My wife and I have bought Tiffany's for each other since we were dating. We have friends who used to give us a hard time about it because they would buy mountains of cheap costume jewelry for the same price as a single Tiffany's charm or necklace. As I told them, with jewelry, I'd rather spend a lot of money on the front end and have it handed down across generations. We still have the silver, long after some of that costume jewelry has disintegrated in some trash heap.

We may not have a huge amount of jewelry, but it's beautifully done and something future generations will be able to wear (much like a sterling James Avery charm bracelet my grandmother left to my wife after she passed).


----------



## cordovanpapi (Nov 30, 2016)

Gave my local Tiffany store a call early this evening and was notified that only Chicago - Michigan Ave had the last belt buckle in stock/on display in the country. Tried to have it shipped to my store but was denied by my sales associate for some unfortunate reason. Hopefully someone near the area may be the lucky one to obtain the holy grail.


----------



## eagle2250 (Mar 24, 2006)

^^What a great first post, as an AAAC member, though you may have inadvertently incited a small riot at Tiffany's Chicago store location! LOL.

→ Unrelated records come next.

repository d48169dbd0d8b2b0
pub mod cli;
pub mod logging;
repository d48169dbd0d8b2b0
//! Command-line argument definitions (clap).

use std::path::PathBuf;

use clap::Parser;

#[derive(Parser, Debug)]
#[command(name = "check-idrac-sensor")]
#[command(version = env!("CARGO_PKG_VERSION"))]
#[command(about = "Check iDRAC Sensors", long_about = None)]
pub struct Args {
    // === Connection ===
    /// iDRAC host name or address
    #[arg(short = 'H', long, help_heading = "Connection")]
    pub host: String,

    /// racadm user name
    #[arg(short = 'u', long, help_heading = "Connection")]
    pub username: Option<String>,

    /// racadm password
    #[arg(short = 'p', long, allow_hyphen_values = true, help_heading = "Connection")]
    pub password: Option<String>,

    /// JSON file with {"username", "password"}; takes precedence over -u/-p
    #[arg(short = 'a', long, help_heading = "Connection")]
    pub authfile: Option<PathBuf>,

    /// Path or name of the racadm binary (overrides the config file)
    #[arg(long, help_heading = "Connection")]
    pub racadm: Option<String>,

    /// Seconds to wait for racadm before giving up (overrides the config file)
    #[arg(long, help_heading = "Connection")]
    pub timeout: Option<u64>,

    // === Check ===
    /// racadm command: getsensorinfo or raid
    #[arg(short = 'C', long = "command", default_value = "getsensorinfo", help_heading = "Check")]
    pub command: String,

    /// Sensor type to report: battery, current, intrusion, memory, performance,
    /// processor, redundancy, sd_card, voltage or all
    #[arg(short = 's', long = "sensortype", default_value = "all", help_heading = "Check")]
    pub sensor: String,

    /// Append perfdata to single-sensor output
    #[arg(short = 'f', long, help_heading = "Check")]
    pub perfdata: bool,

    // === Config & Debug ===
    /// Config file (default: config.json next to the binary)
    #[arg(long, help_heading = "Config & Debug")]
    pub config: Option<PathBuf>,

    /// Log the raw report and parsed sensor table to stderr
    #[arg(short = 'd', long, help_heading = "Config & Debug")]
    pub debug: bool,

    /// Set log level (TRACE, DEBUG, INFO, WARN, ERROR)
    #[arg(long = "log-level", help_heading = "Config & Debug")]
    pub log_level: Option<String>,
}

Welcome to AAAC, cordovanpapi.


----------



## katon (Dec 25, 2006)

I might be part of the problem. :/ I always struggled to understand the point of a monogrammed belt buckle; normally I think of monogramming as being something you do on an item that you might accidentally leave somewhere, like a bag. Maybe I'm being square here, but where are people forgetting their belts?

That said, I'm sure there are people who feel the same way about Trad quirks that I enjoy. I remember on an old post asking about Letts of London moving production out of England a comment astonished that anyone would want to track their schedules on paper when they could do so digitally, for instance; I hope that folks can find a suitable buckle replacement.


----------



## Mathew J (Mar 31, 2007)

Late to the party here so sorry for digging this back up but I too was looking at getting one of these and procrastinated until they were discontinued.

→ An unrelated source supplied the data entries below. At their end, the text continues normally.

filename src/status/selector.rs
//! Sensor type selector accepted on the command line.

use std::fmt;
use std::str::FromStr;

use crate::error::ProbeError;

/// Sensor categories the probe can be asked about, plus `all`.
#[derive(Debug, Clone, Copy, PartialEq, Eq)]
pub enum SensorType {
    Battery,
    Current,
    Intrusion,
    Memory,
    Performance,
    Processor,
    Redundancy,
    SdCard,
    Voltage,
    All,
}

impl SensorType {
    pub const VARIANTS: [SensorType; 10] = [
        SensorType::Battery,
        SensorType::Current,
        SensorType::Intrusion,
        SensorType::Memory,
        SensorType::Performance,
        SensorType::Processor,
        SensorType::Redundancy,
        SensorType::SdCard,
        SensorType::Voltage,
        SensorType::All,
    ];

    /// Selector string handed to the aggregator. Matches the formatted
    /// category name the parser produces (e.g. "SD Card" -> "sd_card").
    pub fn as_str(&self) -> &'static str {
        match self {
            SensorType::Battery => "battery",
            SensorType::Current => "current",
            SensorType::Intrusion => "intrusion",
            SensorType::Memory => "memory",
            SensorType::Performance => "performance",
            SensorType::Processor => "processor",
            SensorType::Redundancy => "redundancy",
            SensorType::SdCard => "sd_card",
            SensorType::Voltage => "voltage",
            SensorType::All => "all",
        }
    }
}

impl fmt::Display for SensorType {
    fn fmt(&self, f: &mut fmt::Formatter<'_>) -> fmt::Result {
        f.write_str(self.as_str())
    }
}

impl FromStr for SensorType {
    type Err = ProbeError;

    fn from_str(s: &str) -> Result<Self, Self::Err> {
        SensorType::VARIANTS
            .iter()
            .copied()
            .find(|t| t.as_str() == s)
            .ok_or_else(|| {
                let valid: Vec<&str> = SensorType::VARIANTS.iter().map(|t| t.as_str()).collect();
                ProbeError::Validation(format!("unknown sensortype '{}' (valid: {})", s, valid.join(", ")))
            })
    }
}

I had read that the BB one was not as good any longer and now with the Tiffany being discontinued it seems options for new are limited.

I am wondering if anyone has tried one of the ones for sale at Silvergallery.com

https://www.silvergallery.com/gifts-for-men/sterling-silver-belt-buckles/

I have no affiliation with them but noticed they seem to sell a few of these which look similar and are priced competitively, I'd figure the smaller size one is closer to the classic styles.

As for engraving I personally like the engine turned model but a part of me likes not engraved...not sure if that would look odd/off.

It looks like they sell it in two sizes, both take a 1" belt size....

the larger is: 2 1/4" L x 1 1/2" W

with the smaller: 1 7/8" L x 1 1/4" W

not sure what is more classic

Thanks


----------



## Swamp_Yankee (Mar 25, 2013)

There may be a few of the buckles floating around Tiffany & Co.'s inventory. 

Within the last few weeks I was in Naples, Fla. on business. While there I stopped in their storefront. They no longer had the buckle, but they were able to locate one at the Montreal store which is close to home. I took delivery of it on Saturday.

One recommendation with T&Co.: always talk to staff in one of their stores. You'll get better customer service than you would by emailing or calling the numbers on the website.


----------



## F. J. (Feb 4, 2016)

As I was browsing Tiffany's site yesterday, I noticed that their silver engine-turned buckle appears to be back on the site and available for purchase. The correspending belt also appears to be available. Perhaps they have resumed production? I wouldn't expect them to put them back on the site just to sell off what few remained in stock.


----------



## eagle2250 (Mar 24, 2006)

^^
The one I've had for several years now is really all I need, but the knowledge that they are back in Tiffany's inventory, available for purchase, is strangely comforting. :icon_scratch: Thank you for sharing the news.


----------